# Self employment



## Rodomantade (Apr 1, 2008)

I would appreciate some feed back on self employment. 

Background: I have a 2 year degree in IT, and I'm Network+ certified. I've been simultaneously studying for A+ and CCNA. I have experience troubleshooting PCs for family, friends, and I landed a 6 month spot at a local college last year doing part time tier 1. There is no IT market here. There are 0 jobs. I feel like more certs will be a waste of time without an entry level job. I have been extremely aggressive in looking for work. I went to the director of the biggest IT department in my little town and essentially asked for a job. I was shot down, but he suggested some part time work on my own.

To clear up one thing, I have a job, and I am not quitting my day job. I'm not relying on this as my income. I only want to try it out and see where it takes me. I thought of doing general PC repair, but I settled on virus/malware removal. I feel comfortable doing it.

Here's my marketing plan: I orded some nice business cards. I plan on saturating my entire town with fliers, cards, newspaper ad, facebook, and throwing together a cheap website and unleashing it all in one day. My second level of attack is word of mouth. Once I get going, I plan on treating customers like gold and telling them to refer me to others if they would.

Here's my technical plan: I plan on spending atleast 3 weeks reviewing sec+ videos on professormesser.com, reading articles on virus/malware removal, and putting together a list of programs. I have a terabyte external HD for backup, and I plan on putting as many free programs as I can on a flash drive for removal... MBAM, AVG, Avast, spybot SD, and of course a boot time scan. My fee will be $50 for everything(this is cheaper than the local shop by far). No fee for no fix of course. I won't begin until I feel techincally comfortable.

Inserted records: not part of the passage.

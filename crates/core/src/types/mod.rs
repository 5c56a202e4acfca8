//! Core types for the marketplace client.
//!
//! This module provides type-safe wrappers for common domain concepts.

pub mod address;
pub mod email;
pub mod id;
pub mod page;
pub mod price;
pub mod product;
pub mod session;

pub use address::{AddressComponent, compose_full_address};
pub use email::{Email, EmailError};
pub use id::*;
pub use page::{DEFAULT_PAGE_SIZE, PageCursor};
pub use price::Price;
pub use product::Product;
pub use session::Session;
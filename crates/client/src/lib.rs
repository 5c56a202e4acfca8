//! Marketplace client library.
//!
//! Talks to the marketplace REST backend and turns its responses into view
//! models that a front end can bind to whatever it renders with.
//!
//! # Layers
//!
//! - [`config`] - Environment-driven settings
//! - [`session`] - Persisted login state
//! - [`api`] - `reqwest` client and typed endpoints
//! - [`views`] - Listing, auth forms and dashboard, as state plus pure
//!   view-model functions

#![cfg_attr(not(test), forbid(unsafe_code))]

pub mod api;
pub mod config;
pub mod error;
pub mod session;
pub mod views;

pub use api::{ApiClient, MarketplaceApi};
pub use config::ClientConfig;
pub use error::{ClientError, Result};
pub use session::{FileSessionStore, MemorySessionStore, SessionStore};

Again, if I make no money on this, it doesn't matter. I just want to do SOMETHING. So please, critique my plan! Thanks


----------



## Rodomantade (Apr 1, 2008)

Anyone else do this on the side? What type of business model do you follow? What programs do you use?


----------



## greenbrucelee (Apr 24, 2007)

All I can add is going self employed in this current climate will be challenging so you would be wise to keep your current job as you said..

Also going for the CCNA without cisco experience isn't a good idea just as going for security + without security experience isn't a good idea. Apart from the A+ and N+ certs are designed to show your real world experience.

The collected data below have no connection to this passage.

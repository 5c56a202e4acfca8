//! Login and signup forms.

use marketplace_core::{AddressComponent, Email, compose_full_address};
use secrecy::SecretString;
use tracing::instrument;

use super::{Flash, Page};
use crate::api::{ApiError, LoginRequest, MarketplaceApi, RegisterRequest};
use crate::session::SessionStore;

const LOGIN_FAILED: &str = "Login failed. Please check your credentials and try again.";
const LOGIN_SUCCEEDED: &str = "Login successful!";
const SIGNUP_FAILED: &str = "Signup failed.";
const SIGNUP_SUCCEEDED: &str = "Signup successful! Please log in.";

/// Result of submitting a form.
#[derive(Debug, Clone, PartialEq, Eq)]
pub enum FormOutcome {
    /// Leave the form for `to`, showing `flash` on arrival.
    Navigate { to: Page, flash: Flash },
    /// Stay on the form and show this message next to it.
    InlineError(String),
}

/// Login form fields, as entered.
pub struct LoginForm {
    pub email: String,
    pub password: SecretString,
}

/// Signup form fields, as entered.
pub struct SignupForm {
    pub first_name: String,
    pub last_name: String,
    pub full_address: String,
    pub email: String,
    pub password: SecretString,
}

impl SignupForm {
    /// Fill the address field from the place picked in the autocomplete
    /// widget.
    pub fn set_address_from_place(&mut self, components: &[AddressComponent]) {
        self.full_address = compose_full_address(components);
        tracing::debug!(full_address = %self.full_address, "Address selected");
    }
}

/// Submit the login form.
///
/// On success all three session fields are persisted and the user is sent
/// to the listing. On any failure nothing is stored.
#[instrument(level = "debug", skip_all)]
pub async fn submit_login(
    api: &MarketplaceApi,
    store: &dyn SessionStore,
    form: LoginForm,
) -> FormOutcome {
    let email = match Email::parse(&form.email) {
        Ok(email) => email,
        Err(e) => return FormOutcome::InlineError(format!("Invalid email: {e}")),
    };
    let request = LoginRequest {
        email,
        password: form.password,
    };

    let session = match api.login(&request).await {
        Ok(response) => response.into_session(),
        Err(e) => return login_failure(&e),
    };
    let Some(session) = session else {
        tracing::warn!("Login response was missing session fields");
        return FormOutcome::InlineError(LOGIN_FAILED.to_owned());
    };

    if let Err(e) = store.save(&session) {
        tracing::error!(error = %e, "Failed to persist session");
        return FormOutcome::InlineError(format!("Could not save login: {e}"));
    }

    tracing::info!(user_id = %session.user_id(), "Logged in");
    FormOutcome::Navigate {
        to: Page::Listing,
        flash: Flash::success(LOGIN_SUCCEEDED),
    }
}

fn login_failure(error: &ApiError) -> FormOutcome {
    if error.is_network() {
        tracing::warn!(error = %error, "Login request did not reach the backend");
        FormOutcome::InlineError(format!("Login error: {error}"))
    } else {
        tracing::info!(error = %error, "Login rejected");
        FormOutcome::InlineError(LOGIN_FAILED.to_owned())
    }
}

/// Submit the signup form. On success the user is sent to the login page.
#[instrument(level = "debug", skip_all)]
pub async fn submit_signup(api: &MarketplaceApi, form: SignupForm) -> FormOutcome {
    let email = match Email::parse(&form.email) {
        Ok(email) => email,
        Err(e) => return FormOutcome::InlineError(format!("Invalid email: {e}")),
    };
    let request = RegisterRequest {
        first_name: form.first_name,
        last_name: form.last_name,
        full_address: form.full_address,
        email,
        password: form.password,
    };

    match api.register(&request).await {
        Ok(()) => {
            tracing::info!(email = %request.email, "Registered");
            FormOutcome::Navigate {
                to: Page::Login,
                flash: Flash::success(SIGNUP_SUCCEEDED),
            }
        }
        Err(ApiError::Http { status, message, .. }) => {
            tracing::info!(%status, %message, "Signup rejected");
            FormOutcome::InlineError(format!("{SIGNUP_FAILED} {message}"))
        }
        Err(e) => {
            tracing::warn!(error = %e, "Signup request failed");
            FormOutcome::InlineError(format!("Signup error: {e}"))
        }
    }
}

#[cfg(test)]
#[allow(clippy::unwrap_used)]
mod tests {
    use super::*;
    use crate::api::ApiClient;
    use crate::config::ClientConfig;
    use crate::session::MemorySessionStore;

    fn offline_api() -> MarketplaceApi {
        let port = {
            let listener = std::net::TcpListener::bind("127.0.0.1:0").unwrap();
            listener.local_addr().unwrap().port()
        };
        let config = ClientConfig::for_api_url(&format!("http://127.0.0.1:{port}")).unwrap();
        MarketplaceApi::new(ApiClient::new(&config).unwrap())
    }

    #[tokio::test]
    async fn test_login_with_malformed_email_stays_on_form() {
        let store = MemorySessionStore::new();
        let outcome = submit_login(
            &offline_api(),
            &store,
            LoginForm {
                email: "not-an-email".to_owned(),
                password: SecretString::from("pw"),
            },
        )
        .await;
        assert!(
            matches!(outcome, FormOutcome::InlineError(ref m) if m.starts_with("Invalid email"))
        );
        assert!(store.load().unwrap().is_none());
    }

    #[tokio::test]
    async fn test_login_network_failure_is_inline_and_stores_nothing() {
        let store = MemorySessionStore::new();
        let outcome = submit_login(
            &offline_api(),
            &store,
            LoginForm {
                email: "a@b.c".to_owned(),
                password: SecretString::from("pw"),
            },
        )
        .await;
        assert!(matches!(outcome, FormOutcome::InlineError(ref m) if m.starts_with("Login error")));
        assert!(store.load().unwrap().is_none());
    }

    #[tokio::test]
    async fn test_signup_network_failure_is_inline() {
        let outcome = submit_signup(
            &offline_api(),
            SignupForm {
                first_name: "Noa".to_owned(),
                last_name: "Levi".to_owned(),
                full_address: String::new(),
                email: "noa@example.com".to_owned(),
                password: SecretString::from("pw"),
            },
        )
        .await;
        assert!(
            matches!(outcome, FormOutcome::InlineError(ref m) if m.starts_with("Signup error"))
        );
    }

    #[test]
    fn test_set_address_from_place() {
        let mut form = SignupForm {
            first_name: String::new(),
            last_name: String::new(),
            full_address: "typed by hand".to_owned(),
            email: String::new(),
            password: SecretString::from(""),
        };
        form.set_address_from_place(&[
            AddressComponent::new("3", "3", "street_number"),
            AddressComponent::new("Jaffa Road", "Jaffa Rd", "route"),
            AddressComponent::new("Jerusalem", "Jerusalem", "locality"),
        ]);
        assert_eq!(form.full_address, "3 Jaffa Rd, Jerusalem");
    }
}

Anyway no one is going to ask you to look at the cisco kit anyway, most companies will have a contract with someone who will do that or their telecom providers will do it.


----------



## Eric79 (Feb 25, 2012)

Rodomantade said:


> Anyone else do this on the side? What type of business model do you follow? What programs do you use?


A few months ago I thought about doing this on the side and keep my day job etc.
I was going to do malware/virus removal and then possibly upgrading customer's computers to their needs.
In a sense it's a good business idea since 90%+ of people don't know how to fix their computers or upgrade them. However it seems very hard to advertise this type of business besides Craigslist or referrals. And most of the time people will wait till their computer completely crashes to resolve the issue and then they will just go out and buy a new one when they could have spent $50 to get their computer "tuned" up.
If there is a great way to advertise this type of business I would jump on it immediately to get some much needed experience and be my own boss.:smile:
I would like to hear more input on this as well from other members and also Rodomantade, if you don't mind me asking, what area are you from? You from a big city or small town, this could really affect this type of business.


----------



## joeten (Dec 4, 2008)

Malware removal is a very specific area and needs a lot of training it is not something to run at with little to no training as some of the tools used in some cases can brick a machine faster than any piece of malware if you do not have the requisite training


----------



## BosonMichael (Nov 1, 2011)

It is also a bad idea to tell a customer that you can remove something that ultimately can't be removed. Meanwhile, you've either quoted a flat rate and are thereby making less than minimum wage, or you've quoted an hourly rate and are costing the customer more than the computer is worth. You don't want to put yourself in that situation.


----------



## Artydillo (Jul 17, 2012)

Hats off to you. Its an honorable thing to do. Remember your liability insurance. If you mess up a customer's system you could potentially be at risk of getting sued for larger amounts, and then your party would be over and you'd have to go back to sluggin 9-5 again. Don't quote me on this, but I think I read somewhere that Geeksquad charges 20% extra on whatever they do just to cover their insurance reserves in case something bad happens on another repair.


----------